Ni siquiera las sociedades totalitarias han sido capaces de erradicar las conductas sociales consideradas indeseables; de allí, por ejemplo, el alcoholismo generalizado en Rusia en tiempos de la Unión Soviética. Dondequiera que existe una desconexión entre la ley y la realidad, la realidad encuentra la forma de hacer que la ley se vuelva inservible. Durante gran parte de los trescientos años de vida colonial, España procuró imponer draconianas condiciones monopólicas sobre el comercio en la América española. El resultado fue que el contrabando llegó a representar dos tercios del comercio de las colonias. Hoy día, varias constituciones latinoamericanas nombran al catolicismo como iglesia oficial y sin embargo, en las últimas décadas, como mencioné en una columna reciente, la realidad ha sido otra pues una pluralidad de religiones ha logrado penetrar el alma de los latinoamericanos.
Siempre resulta difícil oponer a una reacción emocional argumentos lógicos y pruebas estadísticas. Si no fuera ese el caso, hace mucho que habría triunfado el argumento a favor de la despenalización de la inmigración y de una política que ayude a empatar a la futura demanda de trabajadores inmigrantes con la futura oferta. En un país con una tasa de desocupación de apenas 4,5 por ciento, ¿quién puede sostener seriamente que los inmigrantes quitan empleos a los nativos? En un país donde varios de los estados con el mayor número de inmigrantes, como Nueva York y Florida, tienen índices de paro por debajo del promedio nacional, ¿quién puede acusar seriamente a los inmigrantes de desplazar a los estadounidenses? En un país donde medio millón de inmigrantes ingresan de manera ilegal cada año debido a que el millón que lo hace legalmente no resulta suficiente para satisfacer la alta demanda de trabajadores extranjeros por parte de las empresas estadounidenses, ¿quién puede afirmar seriamente que el debate sobre la inmigración es primordialmente un debate entre estadounidenses que obedecen las leyes y extranjeros que las quebrantan?

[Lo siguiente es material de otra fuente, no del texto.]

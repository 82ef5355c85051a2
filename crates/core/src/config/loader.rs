use figment::{
    providers::{Env, Format, Serialized, Toml},
    Figment,
};
use std::path::Path;

use super::{types::Settings, ConfigError};

/// Prefix of environment variables that override settings.
pub const ENV_PREFIX: &str = "AUDIOBINDER_";

/// Load settings from file with environment variable overrides
///
/// Nested keys are separated by a double underscore, e.g.
/// `AUDIOBINDER_FFMPEG__LOG_LEVEL=debug`.
pub fn load_settings(path: &Path) -> Result<Settings, ConfigError> {
    if !path.exists() {
        return Err(ConfigError::FileNotFound(path.display().to_string()));
    }

    Figment::new()
        .merge(Toml::file(path))
        .merge(Env::prefixed(ENV_PREFIX).split("__"))
        .extract()
        .map_err(|e| ConfigError::ParseError(e.to_string()))
}

/// Load default settings with environment variable overrides only
pub fn load_settings_from_env() -> Result<Settings, ConfigError> {
    Figment::from(Serialized::defaults(Settings::default()))
        .merge(Env::prefixed(ENV_PREFIX).split("__"))
        .extract()
        .map_err(|e| ConfigError::ParseError(e.to_string()))
}

/// Load settings from TOML string (useful for testing)
pub fn load_settings_from_str(toml_str: &str) -> Result<Settings, ConfigError> {
    toml::from_str(toml_str).map_err(|e| ConfigError::ParseError(e.to_string()))
}

#[cfg(test)]
mod tests {
    use super::*;
    use crate::plan::Channels;
    use std::io::Write;
    use std::path::PathBuf;
    use tempfile::NamedTempFile;

    #[test]
    fn test_load_settings_from_str_empty_uses_defaults() {
        let settings = load_settings_from_str("").unwrap();
        assert_eq!(settings, Settings::default());
        assert_eq!(settings.engine.buffer_size_bytes, 1024 * 1024);
        assert_eq!(settings.logging.level, "info");
    }

    #[test]
    fn test_load_settings_from_str_valid() {
        let toml = r#"
[ffmpeg]
ffmpeg_path = "/opt/ffmpeg/bin/ffmpeg"
log_level = "warning"

[run]
channels = 1
sample_rate = 22050
bitrate = 32000
"#;
        let settings = load_settings_from_str(toml).unwrap();
        assert_eq!(settings.ffmpeg.ffmpeg_path, PathBuf::from("/opt/ffmpeg/bin/ffmpeg"));
        assert_eq!(settings.ffmpeg.ffprobe_path, PathBuf::from("ffprobe"));
        assert_eq!(settings.ffmpeg.log_level, "warning");
        assert_eq!(settings.run.channels, Channels::Mono);
        assert_eq!(settings.run.sample_rate, 22050);
    }

    #[test]
    fn test_load_settings_from_str_bad_channels() {
        let result = load_settings_from_str("[run]\nchannels = 5\n");
        assert!(matches!(result, Err(ConfigError::ParseError(_))));
    }

    #[test]
    fn test_load_settings_file_not_found() {
        let result = load_settings(Path::new("/nonexistent/audiobinder.toml"));
        let err = result.unwrap_err();
        assert!(matches!(err, ConfigError::FileNotFound(_)));
    }

    #[test]
    fn test_load_settings_from_file() {
        let mut temp_file = NamedTempFile::new().unwrap();
        writeln!(
            temp_file,
            r#"
[engine]
buffer_size_bytes = 65536

[logging]
level = "debug"
json = true
"#
        )
        .unwrap();

        let settings = load_settings(temp_file.path()).unwrap();
        assert_eq!(settings.engine.buffer_size_bytes, 65536);
        assert_eq!(settings.logging.level, "debug");
        assert!(settings.logging.json);
    }
}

Y no obstante ello, estos argumentos jamás persuadirán a un político como el representante Tom Tancredo, el republicano de Colorado, porque teme que sus electores no se lo perdonen. El resultado es una inconsistencia ideológica colosal. El conservadurismo —y el Sr. Tancredo se considera la quintaesencia del conservador— ha estado siempre a favor de la inmigración. Desde Edmund Burke, el filósofo y político anglo-irlandés considerado el padre del pensamiento conservador, hasta Ronald Reagan, quien no tuvo reparos con la palabra “amnistía” cuando millones de inmigrantes fueron legalizados bajo su mandato en 1986, los conservadores han comprendido que la interacción humana espontánea y las instituciones que de ella resultan son las que vuelven saludables, prósperas y pacíficas a las naciones. Son esas costumbres sociales —y no las burocracias desconectadas de la realidad— las que hacen la ley. Para los conservadores, un verdadero legislador es alguien que presta atención a las normas sociales y trata de adaptarse a ellas.
“¿En qué sentido soy una criminal?”, pregunta Rosita, quien no tiene el menor problema en encontrar a un estadounidense interesado en contratarla cada vez que necesita cambiar de empleo y cree en el trabajo duro, el ahorro, la familia y las leyes realistas.
La respuesta es melancólica: Rosita no es una criminal, sólo una heroína civil antes de tiempo.